◆ **YOUR OBJECTIVE**
What is needed is the run of lines from the one with "#[derive(Debug, Clone, Default)]" through the close of the data, set down exactly.

◆ **PROVIDED INFORMATION**
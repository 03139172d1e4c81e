//! Perspective rectification stage.

use crate::core::errors::{SudocrError, SudocrResult};
use crate::processors::geometry::{Point, Quad};
use crate::processors::transform::{get_perspective_transform, warp_perspective};
use image::GrayImage;
use tracing::debug;

/// Warps the region inside a quadrilateral into an axis-aligned rectangle.
#[derive(Debug, Clone, Default)]
pub struct PerspectiveRectifier;

impl PerspectiveRectifier {
    /// Creates a rectifier.
    pub fn new() -> Self {
        Self
    }

    /// Rectifies the quadrilateral region of `image` into an axis-aligned
    /// rectangle.
    ///
    /// The destination width is the larger of the two horizontal edge
    /// lengths and the destination height the larger of the two vertical
    /// edge lengths, both truncated to whole pixels, so the warp never
    /// shrinks the longer side of the board.
    ///
    /// # Errors
    ///
    /// Returns [`SudocrError::DegenerateGeometry`] when two consecutive
    /// corners coincide or either destination dimension truncates to zero.
    pub fn rectify(&self, image: &GrayImage, quad: &Quad) -> SudocrResult<GrayImage> {
        if quad.has_coincident_corners() {
            return Err(SudocrError::degenerate("consecutive corners coincide"));
        }

        let width_bottom = quad.br.distance(&quad.bl);
        let width_top = quad.tr.distance(&quad.tl);
        let max_width = width_bottom.max(width_top) as u32;

        let height_right = quad.tr.distance(&quad.br);
        let height_left = quad.tl.distance(&quad.bl);
        let max_height = height_right.max(height_left) as u32;

        if max_width == 0 || max_height == 0 {
            return Err(SudocrError::degenerate(format!(
                "destination collapses to {max_width}x{max_height}"
            )));
        }

        let dst = [
            Point::new(0.0, 0.0),
            Point::new((max_width - 1) as f32, 0.0),
            Point::new((max_width - 1) as f32, (max_height - 1) as f32),
            Point::new(0.0, (max_height - 1) as f32),
        ];

        debug!(max_width, max_height, "rectifying boundary quad");
        let matrix = get_perspective_transform(&quad.points(), &dst)?;
        warp_perspective(image, &matrix, max_width, max_height)
    }
}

◆ **ANSWER TO THE PROBLEM**
#[derive(Debug, Clone, Default)]
pub struct PerspectiveRectifier;

impl PerspectiveRectifier {
    /// Creates a rectifier.
    pub fn new() -> Self {
        Self
    }

    /// Rectifies the quadrilateral region of `image` into an axis-aligned
    /// rectangle.
    ///
    /// The destination width is the larger of the two horizontal edge
    /// lengths and the destination height the larger of the two vertical
    /// edge lengths, both truncated to whole pixels, so the warp never
    /// shrinks the longer side of the board.
    ///
    /// # Errors
    ///
    /// Returns [`SudocrError::DegenerateGeometry`] when two consecutive
    /// corners coincide or either destination dimension truncates to zero.
    pub fn rectify(&self, image: &GrayImage, quad: &Quad) -> SudocrResult<GrayImage> {
        if quad.has_coincident_corners() {
            return Err(SudocrError::degenerate("consecutive corners coincide"));
        }

        let width_bottom = quad.br.distance(&quad.bl);
        let width_top = quad.tr.distance(&quad.tl);
        let max_width = width_bottom.max(width_top) as u32;

        let height_right = quad.tr.distance(&quad.br);
        let height_left = quad.tl.distance(&quad.bl);
        let max_height = height_right.max(height_left) as u32;

        if max_width == 0 || max_height == 0 {
            return Err(SudocrError::degenerate(format!(
                "destination collapses to {max_width}x{max_height}"
            )));
        }

        let dst = [
            Point::new(0.0, 0.0),
            Point::new((max_width - 1) as f32, 0.0),
            Point::new((max_width - 1) as f32, (max_height - 1) as f32),
            Point::new(0.0, (max_height - 1) as f32),
        ];

        debug!(max_width, max_height, "rectifying boundary quad");
        let matrix = get_perspective_transform(&quad.points(), &dst)?;
        warp_perspective(image, &matrix, max_width, max_height)
    }
}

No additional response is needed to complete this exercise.